Eastern Mirror Desk
Dimapur, March 3: The fact that even the state’s election office was without any accurate data regarding the final result to the 2018 Nagaland assembly elections way past midnight on March 3 was the clearest indication to the uncertainty that defined Nagaland politics for a few tumultuous hours after completion of counting votes.
However, the emergence of the NDPP-BJP combine – bolstered by the joining of an independent candidate and another from the Janata Dal (United) – in the early hours of March 4 also provided a window to a parallel pattern that was already in play even before the negotiations were underway.
Despite the adamant stance of the Naga People’s Front (NPF) that its alliance with the BJP was still on – a gobsmackingly brazen statement considering the way it had branded the BJP as an outsider during the election campaign – the BJP had refused to take the bait.
With 12 seats out of 20, it stuck with the NDPP and – this is crucial – even as the NPF leaders were busy feeding news agencies with comments containing suggestions that it was set to form the government with the help of the BJP, the NDPP turned its attention toward garnering the support of those outside the NDPP-BJP combine.
With the benefit of hindsight, it can now be clearly seen that the NPF as well as the now-decimated Nagaland Pradesh Congress Committee had based their electoral campaigns on the issue of faith and identity – with the implied assertion that those on the other side of their divide were on the wrong end of faith and identity.
Even the Baptists churches, under the banner of the Nagaland Baptist Church Council (NBCC), had launched an all-out campaign asking voter not to choose ‘those with communal agenda’ but rather opt for ‘Naga identity.’ The irony of a faith-based group asking voters to choose ‘god-fearing’ candidates while denouncing ‘communal parties’ was apparently lost on the NBCC.

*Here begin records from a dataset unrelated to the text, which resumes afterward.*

use axum::extract::State;

use crate::server::{
    model::command::COMMANDS, service::discord::command::CommandRegistrationService,
    state::AppState,
};

pub const COMMANDS_REGISTERED_MESSAGE: &str = "Commands have been registered";

/// Registers the bot's slash commands in the configured guild.
///
/// Always answers 200 with a plain text status so it can be triggered from a
/// browser; a failure names the HTTP status Discord returned.
pub async fn register_commands(State(state): State<AppState>) -> String {
    let service =
        CommandRegistrationService::new(state.discord.as_ref(), &state.directory, state.guild_id);

    match service.register(COMMANDS).await {
        Ok(_) => COMMANDS_REGISTERED_MESSAGE.to_string(),
        Err(e) => {
            tracing::error!("Failed to register commands: {}", e);

            let code = e
                .upstream_status()
                .map(|status| status.to_string())
                .unwrap_or_else(|| "UNKNOWN".to_string());

            format!("{} error from Discord", code)
        }
    }
}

On this score, the NBCC did not come out untainted especially when it had launched such a vigorous campaign for clean elections across the state. The NBCC however issued a press statement clarifying that it was neither in support nor against any political party.
The religion card was also played to the hilt by the NPF as well as the Congress. While this struck chord among some, the fact that the BJP managed to win 12 seats out of the 20 it contested suggests that something else mattered more than religion.

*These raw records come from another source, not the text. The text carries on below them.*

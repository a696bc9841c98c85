use thiserror::Error;

#[derive(Error, Debug)]
pub enum ConfigError {
    /// Required environment variable is not set.
    ///
    /// The application requires this environment variable to be defined. Check the
    /// documentation or `.env.example` file for required configuration variables.
    #[error("Missing required environment variable: {0}")]
    MissingEnvVar(String),

    /// Environment variable is set but its value cannot be used.
    #[error("Invalid value for environment variable {name}: {reason}")]
    InvalidEnvVar {
        /// Name of the offending variable
        name: String,
        /// Why the value was rejected
        reason: String,
    },
}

Development was the keyword – and the winning riposte –that clinched the argument for the NDPP-BJP combine. Along with newspaper ads assuring development, even the political campaigns of the alliance’s star campaigners were focused solely on the promise of development in the state.
The final reading comes down to this: the NPF played to the gallery riding on the ‘emotion’ of identity and faith while the NDPP-BJP combine presented hard and cold economics. The fact that whoever forms the government would be crucial to the expected Naga solution warranted no repetition.

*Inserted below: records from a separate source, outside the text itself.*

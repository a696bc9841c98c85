//! Stub implementations of the outbound seams for in-crate tests.

use async_trait::async_trait;
use serenity::all::{CommandId, CreateCommand, GuildId, Role};
use std::sync::{
    atomic::{AtomicUsize, Ordering},
    Arc, Mutex,
};
use test_utils::{fixture, signing::TestSigner};

use crate::{
    model::interaction::InteractionDto,
    server::{
        error::AppError,
        middleware::signature::SignatureVerifier,
        model::interaction::{CommandInvocation, Interaction},
        service::{
            account::{AccountBackend, RegistrationOutcome, RegistrationRequest},
            discord::{DiscordApi, RegisteredCommand},
        },
        state::AppState,
    },
};

/// Discord API answering from memory.
#[derive(Default)]
pub struct StubDiscordApi {
    pub roles: Vec<Role>,
    pub existing_commands: Vec<RegisteredCommand>,
    /// Every call fails with a timeout when set.
    pub fail: bool,
    pub role_lookups: AtomicUsize,
    pub registrations: AtomicUsize,
}

impl StubDiscordApi {
    /// Guild with the roles from `test_utils::fixture::guild_roles`.
    pub fn with_guild_roles() -> Self {
        Self {
            roles: fixture::guild_roles(),
            ..Default::default()
        }
    }

    pub fn failing() -> Self {
        Self {
            fail: true,
            ..Default::default()
        }
    }

    pub fn role_lookups(&self) -> usize {
        self.role_lookups.load(Ordering::SeqCst)
    }
}

#[async_trait]
impl DiscordApi for StubDiscordApi {
    async fn guild_roles(&self, _guild_id: GuildId) -> Result<Vec<Role>, AppError> {
        self.role_lookups.fetch_add(1, Ordering::SeqCst);
        if self.fail {
            return Err(AppError::Timeout("guild roles".to_string()));
        }
        Ok(self.roles.clone())
    }

    async fn guild_commands(&self, _guild_id: GuildId) -> Result<Vec<RegisteredCommand>, AppError> {
        if self.fail {
            return Err(AppError::Timeout("guild commands".to_string()));
        }
        Ok(self.existing_commands.clone())
    }

    async fn set_guild_commands(
        &self,
        _guild_id: GuildId,
        commands: Vec<CreateCommand>,
    ) -> Result<Vec<RegisteredCommand>, AppError> {
        self.registrations.fetch_add(1, Ordering::SeqCst);
        if self.fail {
            return Err(AppError::Timeout("command registration".to_string()));
        }

        // Discord assigns ids; number them in submission order.
        Ok(commands
            .iter()
            .enumerate()
            .map(|(index, command)| {
                let payload = serde_json::to_value(command).unwrap_or_default();
                RegisteredCommand {
                    id: CommandId::new(1_000 + index as u64),
                    name: payload["name"].as_str().unwrap_or_default().to_string(),
                }
            })
            .collect())
    }
}

/// Account backend recording submissions and answering with a fixed outcome.
pub struct StubAccountBackend {
    /// `None` makes every submission fail like a transport error.
    pub outcome: Option<RegistrationOutcome>,
    pub requests: Mutex<Vec<RegistrationRequest>>,
}

impl StubAccountBackend {
    pub fn answering(outcome: RegistrationOutcome) -> Self {
        Self {
            outcome: Some(outcome),
            requests: Mutex::new(Vec::new()),
        }
    }

    pub fn unreachable() -> Self {
        Self {
            outcome: None,
            requests: Mutex::new(Vec::new()),
        }
    }

    pub fn requests(&self) -> Vec<RegistrationRequest> {
        self.requests.lock().unwrap().clone()
    }
}

#[async_trait]
impl AccountBackend for StubAccountBackend {
    async fn register(
        &self,
        request: RegistrationRequest,
    ) -> Result<RegistrationOutcome, AppError> {
        self.requests.lock().unwrap().push(request);
        self.outcome
            .ok_or_else(|| AppError::Timeout("account backend".to_string()))
    }
}

/// Parses a payload from `test_utils::builder::InteractionBuilder` into a command.
pub fn invocation(payload: serde_json::Value) -> CommandInvocation {
    let dto: InteractionDto = serde_json::from_value(payload).unwrap();
    match Interaction::try_from(dto).unwrap() {
        Interaction::Command(command) => command,
        other => panic!("expected a command interaction, got {:?}", other),
    }
}

/// Application state wired to stubs and verifying with `signer`'s key.
pub fn test_state(
    discord: Arc<StubDiscordApi>,
    accounts: Arc<StubAccountBackend>,
    signer: &TestSigner,
) -> AppState {
    AppState::new(
        discord,
        accounts,
        SignatureVerifier::new(signer.public_key()),
        GuildId::new(fixture::TEST_GUILD_ID),
        "Staff",
    )
}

In a Christian-dominated state, the BJP was projected as a major threat to the Naga people by most political parties as well as the powerful NBCC. While the NBCC and the Congress cautioned the citizens about the spread of Hindutva, the president of NPF Dr. Shürhozelie Liezietsu had urged Nagas “not to gamble their faith with politics” and termed this election as choice between Naga identify and ‘outsiders’.
In response the Union Minister of State for Home Affairs Kiren Rijiju, rubbished the “anti-Christian allegations” and said his party was clear that interest of the majority Christian people have to be protected at all cost.
“The allegations that the BJP party supports anti-Christian activities are completely baseless because BJP has been fighting to protect the interest of Christians in the state and also national level,” Rijiju had said.
The NDPP’s chief ministerial candidate Neiphiu Rio had also vowed to protect the rights of the Nagas while thanking the church organisation for expressing concern. The NDPP-BJP alliance had the riposte.
However the same cannot be said of the NPF. Because the NDPP-BJP combine cantered its campaign on development and nothing else. And in response, the NPF had practically nothing to show.
Even when Prime Minister Narendra Modi addressed an election rally at Tuensang it was conspicuous that he did not attempt to respond to any of the ‘communal politics’. Instead, all he talked was development –in a district considered as one of the most-poverished in the state.
Even Rio followed the same blueprint. By assuring development in the state, they were successful in illuminating the failures of the incumbent government to deliver the same.
Before leaving Tuensang, Modi had managed to strike chord with the people there when he pleaded, ‘Moi eman dur pura ahishe. Naga laga neyom pura moi ke khali haat naputhabi’ (Do not send me back empty-handed). His wish has been granted now. It now remains to be seen if he can deliver on his promises.